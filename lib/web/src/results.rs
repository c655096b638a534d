use crate::error::ServerError;
use crate::negotiation::ResponseFormat;
use anyhow::Context;
use axum::http::{HeaderValue, header};
use axum::response::{IntoResponse, Response};
use rdf_quanta_engine::evaluate::QueryResponse;
use rdf_quanta_model::vocab::xsd;
use rdf_quanta_model::{SolutionMapping, Term, Variable};
use serde_json::{Map, Value, json};
use sparesults::{QueryResultsFormat, QueryResultsSerializer};
use std::time::Instant;

/// Response header carrying the continuation for formats whose body has
/// no extension point (the standard XML results schema).
pub const NEXT_HEADER: &str = "x-next-page";
/// Response header carrying the stats object for the same formats.
pub const STATS_HEADER: &str = "x-page-stats";

/// Encodes one result page in the negotiated format.
///
/// The export time is measured here and embedded in the page's `stats`
/// member (or header), which is why encoding consumes the response.
pub fn encode_response(
    mut page: QueryResponse,
    format: ResponseFormat,
    query: Option<&str>,
) -> Result<Response, ServerError> {
    let export_started = Instant::now();
    let body = match format {
        ResponseFormat::W3cJson => w3c_json(&mut page, export_started)?,
        ResponseFormat::W3cXml => return w3c_xml(&mut page, export_started),
        ResponseFormat::CompactJson => compact_json(&mut page, export_started)?,
        ResponseFormat::Html => html_page(&page, query),
    };
    Ok((
        [(header::CONTENT_TYPE, format.media_type())],
        body,
    )
        .into_response())
}

fn term_to_json(term: &Term) -> Value {
    match term {
        Term::NamedNode(node) => json!({"type": "uri", "value": node.as_str()}),
        Term::BlankNode(node) => json!({"type": "bnode", "value": node.as_str()}),
        Term::Literal(literal) => {
            let mut entry = Map::new();
            entry.insert("type".to_owned(), "literal".into());
            entry.insert("value".to_owned(), literal.value().into());
            if let Some(language) = literal.language() {
                entry.insert("xml:lang".to_owned(), language.into());
            } else if literal.datatype() != xsd::STRING {
                entry.insert("datatype".to_owned(), literal.datatype().as_str().into());
            }
            Value::Object(entry)
        }
        #[allow(unreachable_patterns)]
        _ => Value::Null,
    }
}

fn w3c_binding(mapping: &SolutionMapping) -> Value {
    let entries: Map<String, Value> = mapping
        .iter()
        .map(|(variable, term)| (variable.clone(), term_to_json(term)))
        .collect();
    Value::Object(entries)
}

/// The W3C results JSON document, extended with `next` and `stats`.
fn w3c_json(
    page: &mut QueryResponse,
    export_started: Instant,
) -> Result<String, ServerError> {
    let bindings: Vec<Value> = page.bindings.iter().map(w3c_binding).collect();
    page.stats.export = export_started.elapsed().as_secs_f64() * 1000.0;

    let mut document = Map::new();
    document.insert("head".to_owned(), json!({"vars": page.variables}));
    if let Some(boolean) = page.boolean {
        document.insert("boolean".to_owned(), boolean.into());
    }
    document.insert("results".to_owned(), json!({"bindings": bindings}));
    document.insert("next".to_owned(), page.next.clone().into());
    document.insert(
        "stats".to_owned(),
        serde_json::to_value(&page.stats)
            .map_err(|e| ServerError::Internal(e.into()))?,
    );
    serde_json::to_string(&Value::Object(document))
        .map_err(|e| ServerError::Internal(e.into()))
}

/// The standard W3C XML body; continuation and stats travel in headers.
fn w3c_xml(
    page: &mut QueryResponse,
    export_started: Instant,
) -> Result<Response, ServerError> {
    let serializer = QueryResultsSerializer::from_format(QueryResultsFormat::Xml);
    let mut buffer = Vec::new();
    if let Some(boolean) = page.boolean {
        serializer
            .serialize_boolean_to_writer(&mut buffer, boolean)
            .context("could not serialize the boolean result")
            .map_err(ServerError::Internal)?;
    } else {
        let variables = page
            .variables
            .iter()
            .map(|name| Variable::new(name.clone()))
            .collect::<Result<Vec<_>, _>>()
            .context("invalid result variable")
            .map_err(ServerError::Internal)?;
        let mut solutions = serializer
            .serialize_solutions_to_writer(&mut buffer, variables.clone())
            .context("could not start the result document")
            .map_err(ServerError::Internal)?;
        for mapping in &page.bindings {
            let row = variables.iter().filter_map(|variable| {
                mapping
                    .get(variable.as_str())
                    .map(|term| (variable.as_ref(), term.as_ref()))
            });
            solutions
                .serialize(row)
                .context("could not serialize a solution")
                .map_err(ServerError::Internal)?;
        }
        solutions
            .finish()
            .context("could not finalize the result document")
            .map_err(ServerError::Internal)?;
    }
    page.stats.export = export_started.elapsed().as_secs_f64() * 1000.0;

    let mut response = (
        [(header::CONTENT_TYPE, ResponseFormat::W3cXml.media_type())],
        buffer,
    )
        .into_response();
    if let Some(next) = &page.next {
        if let Ok(value) = HeaderValue::from_str(next) {
            response.headers_mut().insert(NEXT_HEADER, value);
        }
    }
    if let Ok(stats) = serde_json::to_string(&page.stats) {
        if let Ok(value) = HeaderValue::from_str(&stats) {
            response.headers_mut().insert(STATS_HEADER, value);
        }
    }
    Ok(response)
}

/// The compact page form: `{bindings, pageSize, hasNext, next, stats}`.
fn compact_json(
    page: &mut QueryResponse,
    export_started: Instant,
) -> Result<String, ServerError> {
    let bindings: Vec<Value> = page
        .bindings
        .iter()
        .map(|mapping| {
            let entries: Map<String, Value> = mapping
                .iter()
                .map(|(variable, term)| {
                    (format!("?{variable}"), term.to_string().into())
                })
                .collect();
            Value::Object(entries)
        })
        .collect();
    page.stats.export = export_started.elapsed().as_secs_f64() * 1000.0;

    let mut document = Map::new();
    document.insert("bindings".to_owned(), Value::Array(bindings));
    document.insert("pageSize".to_owned(), page.bindings.len().into());
    document.insert("hasNext".to_owned(), page.next.is_some().into());
    document.insert("next".to_owned(), page.next.clone().into());
    if let Some(boolean) = page.boolean {
        document.insert("boolean".to_owned(), boolean.into());
    }
    document.insert(
        "stats".to_owned(),
        serde_json::to_value(&page.stats)
            .map_err(|e| ServerError::Internal(e.into()))?,
    );
    serde_json::to_string(&Value::Object(document))
        .map_err(|e| ServerError::Internal(e.into()))
}

/// A minimal human-readable page.
fn html_page(page: &QueryResponse, query: Option<&str>) -> String {
    let mut rows = String::new();
    for mapping in &page.bindings {
        rows.push_str("<tr>");
        for variable in &page.variables {
            let value = mapping
                .get(variable)
                .map(|term| escape_html(&term.to_string()))
                .unwrap_or_default();
            rows.push_str(&format!("<td>{value}</td>"));
        }
        rows.push_str("</tr>");
    }
    let header: String = page
        .variables
        .iter()
        .map(|variable| format!("<th>?{}</th>", escape_html(variable)))
        .collect();
    let next = page
        .next
        .as_ref()
        .map(|next| format!("<p>Continuation: <code>{}</code></p>", escape_html(next)))
        .unwrap_or_else(|| "<p>Query complete.</p>".to_owned());
    let query = query
        .map(|query| format!("<pre>{}</pre>", escape_html(query)))
        .unwrap_or_default();
    format!(
        "<!DOCTYPE html><html><head><title>RDF Quanta</title></head><body>\
         <h1>Query results</h1>{query}\
         <table border=\"1\"><thead><tr>{header}</tr></thead>\
         <tbody>{rows}</tbody></table>{next}</body></html>"
    )
}

fn escape_html(text: &str) -> String {
    text.replace('&', "&amp;")
        .replace('<', "&lt;")
        .replace('>', "&gt;")
}
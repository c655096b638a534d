use oxrdf::Term;
use serde::de::Error as _;
use serde::{Deserialize, Deserializer, Serialize, Serializer};
use std::collections::BTreeMap;
use std::collections::btree_map;
use std::fmt;
use std::str::FromStr;

/// A partial mapping from variable names to ground RDF terms.
///
/// Solution mappings are the values that flow between the operators of a
/// physical query plan. They are kept in a sorted map so that two equal
/// mappings always render to the same canonical text, which the distinct
/// operator and the plan serializer rely on.
#[derive(Debug, Clone, PartialEq, Eq, Default)]
pub struct SolutionMapping {
    bindings: BTreeMap<String, Term>,
}

impl SolutionMapping {
    pub fn new() -> Self {
        Self::default()
    }

    pub fn len(&self) -> usize {
        self.bindings.len()
    }

    pub fn is_empty(&self) -> bool {
        self.bindings.is_empty()
    }

    pub fn get(&self, variable: &str) -> Option<&Term> {
        self.bindings.get(variable)
    }

    pub fn contains(&self, variable: &str) -> bool {
        self.bindings.contains_key(variable)
    }

    /// Binds `variable` to `term`, replacing any previous binding.
    pub fn insert(&mut self, variable: impl Into<String>, term: Term) {
        self.bindings.insert(variable.into(), term);
    }

    pub fn iter(&self) -> btree_map::Iter<'_, String, Term> {
        self.bindings.iter()
    }

    pub fn variables(&self) -> impl Iterator<Item = &str> {
        self.bindings.keys().map(String::as_str)
    }

    /// Two mappings are compatible iff they agree on every shared variable.
    pub fn is_compatible_with(&self, other: &Self) -> bool {
        self.bindings
            .iter()
            .all(|(variable, term)| other.get(variable).map_or(true, |t| t == term))
    }

    /// Merges two compatible mappings, or returns `None` if they disagree
    /// on a shared variable.
    pub fn merged(&self, other: &Self) -> Option<Self> {
        if !self.is_compatible_with(other) {
            return None;
        }
        let mut bindings = self.bindings.clone();
        for (variable, term) in &other.bindings {
            bindings.insert(variable.clone(), term.clone());
        }
        Some(Self { bindings })
    }

    /// Restricts the mapping to the given variables.
    pub fn project(&self, variables: &[String]) -> Self {
        let bindings = self
            .bindings
            .iter()
            .filter(|(variable, _)| variables.contains(variable))
            .map(|(variable, term)| (variable.clone(), term.clone()))
            .collect();
        Self { bindings }
    }

    /// A canonical text form usable as a deduplication key.
    pub fn canonical_key(&self) -> String {
        let mut key = String::new();
        for (variable, term) in &self.bindings {
            key.push('?');
            key.push_str(variable);
            key.push('=');
            key.push_str(&term.to_string());
            key.push(';');
        }
        key
    }
}

impl FromIterator<(String, Term)> for SolutionMapping {
    fn from_iter<I: IntoIterator<Item = (String, Term)>>(iter: I) -> Self {
        Self {
            bindings: iter.into_iter().collect(),
        }
    }
}

impl fmt::Display for SolutionMapping {
    fn fmt(&self, f: &mut fmt::Formatter<'_>) -> fmt::Result {
        write!(f, "{{")?;
        for (i, (variable, term)) in self.bindings.iter().enumerate() {
            if i > 0 {
                write!(f, ", ")?;
            }
            write!(f, "?{variable} -> {term}")?;
        }
        write!(f, "}}")
    }
}

impl Serialize for SolutionMapping {
    fn serialize<S: Serializer>(&self, serializer: S) -> Result<S::Ok, S::Error> {
        serializer.collect_map(
            self.bindings
                .iter()
                .map(|(variable, term)| (variable, term.to_string())),
        )
    }
}

impl<'de> Deserialize<'de> for SolutionMapping {
    fn deserialize<D: Deserializer<'de>>(deserializer: D) -> Result<Self, D::Error> {
        let raw = BTreeMap::<String, String>::deserialize(deserializer)?;
        let bindings = raw
            .into_iter()
            .map(|(variable, text)| {
                Term::from_str(&text)
                    .map(|term| (variable, term))
                    .map_err(D::Error::custom)
            })
            .collect::<Result<_, _>>()?;
        Ok(Self { bindings })
    }
}

#[cfg(test)]
mod tests {
    use super::*;
    use oxrdf::NamedNode;

    fn iri(value: &str) -> Term {
        NamedNode::new_unchecked(value).into()
    }

    fn mapping(pairs: &[(&str, &str)]) -> SolutionMapping {
        pairs
            .iter()
            .map(|(variable, value)| ((*variable).to_owned(), iri(value)))
            .collect()
    }

    #[test]
    fn compatible_mappings_merge() {
        let left = mapping(&[("x", "http://example.org/a")]);
        let right = mapping(&[
            ("x", "http://example.org/a"),
            ("y", "http://example.org/b"),
        ]);
        assert!(left.is_compatible_with(&right));
        let merged = left.merged(&right).unwrap();
        assert_eq!(merged.len(), 2);
        assert_eq!(merged.get("y"), Some(&iri("http://example.org/b")));
    }

    #[test]
    fn incompatible_mappings_do_not_merge() {
        let left = mapping(&[("x", "http://example.org/a")]);
        let right = mapping(&[("x", "http://example.org/b")]);
        assert!(!left.is_compatible_with(&right));
        assert!(left.merged(&right).is_none());
    }

    #[test]
    fn projection_keeps_only_requested_variables() {
        let full = mapping(&[
            ("x", "http://example.org/a"),
            ("y", "http://example.org/b"),
        ]);
        let projected = full.project(&["x".to_owned()]);
        assert_eq!(projected.len(), 1);
        assert!(projected.contains("x"));
    }

    #[test]
    fn canonical_key_is_order_independent() {
        let mut a = SolutionMapping::new();
        a.insert("y", iri("http://example.org/b"));
        a.insert("x", iri("http://example.org/a"));
        let mut b = SolutionMapping::new();
        b.insert("x", iri("http://example.org/a"));
        b.insert("y", iri("http://example.org/b"));
        assert_eq!(a.canonical_key(), b.canonical_key());
    }
}
use rdf_quanta_engine::GraphConfig;
use serde::Deserialize;
use std::path::PathBuf;

fn default_bind() -> String {
    "localhost:8000".to_owned()
}

fn default_stateless() -> bool {
    true
}

/// The server configuration file.
#[derive(Debug, Deserialize)]
pub struct ServerSettings {
    #[serde(default = "default_bind")]
    pub bind: String,
    /// Stateless continuations (self-contained tokens) vs. stateful
    /// (server-side saved plans addressed by id).
    #[serde(default = "default_stateless")]
    pub stateless: bool,
    #[serde(default)]
    pub cors: bool,
    pub graphs: Vec<GraphSettings>,
}

/// One graph entry: its execution budget plus the RDF files to load.
#[derive(Debug, Deserialize)]
pub struct GraphSettings {
    #[serde(flatten)]
    pub config: GraphConfig,
    #[serde(default)]
    pub files: Vec<PathBuf>,
}

#[cfg(test)]
mod tests {
    use super::*;

    #[test]
    fn minimal_configuration_parses() {
        let settings: ServerSettings = serde_json::from_str(
            r#"{
                "graphs": [
                    {"name": "test", "quota_ms": 75, "max_results": 2000,
                     "files": ["data/test.nt"]}
                ]
            }"#,
        )
        .unwrap();
        assert_eq!(settings.bind, "localhost:8000");
        assert!(settings.stateless);
        assert_eq!(settings.graphs.len(), 1);
        assert_eq!(settings.graphs[0].config.quota_ms, 75);
        assert_eq!(settings.graphs[0].config.distinct_cap, 100_000);
    }

    #[test]
    fn example_queries_parse() {
        let settings: ServerSettings = serde_json::from_str(
            r#"{
                "stateless": false,
                "graphs": [
                    {"name": "test", "quota_ms": 75, "max_results": 10,
                     "publish": true,
                     "example_queries": [{"name": "all", "query": "SELECT * WHERE { ?s ?p ?o }"}]}
                ]
            }"#,
        )
        .unwrap();
        assert!(!settings.stateless);
        assert_eq!(settings.graphs[0].config.example_queries.len(), 1);
    }
}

+ + + + +

REQUIRED ACTION: Return exactly, please, the lines of the material from the first one down to and including the line where "whose body has" appears.

EXERCISE RESPONSE:
filename lib/web/src/results.rs
repository c655096b638a534d
use crate::error::ServerError;
use crate::negotiation::ResponseFormat;
use anyhow::Context;
use axum::http::{HeaderValue, header};
use axum::response::{IntoResponse, Response};
use rdf_quanta_engine::evaluate::QueryResponse;
use rdf_quanta_model::vocab::xsd;
use rdf_quanta_model::{SolutionMapping, Term, Variable};
use serde_json::{Map, Value, json};
use sparesults::{QueryResultsFormat, QueryResultsSerializer};
use std::time::Instant;

/// Response header carrying the continuation for formats whose body has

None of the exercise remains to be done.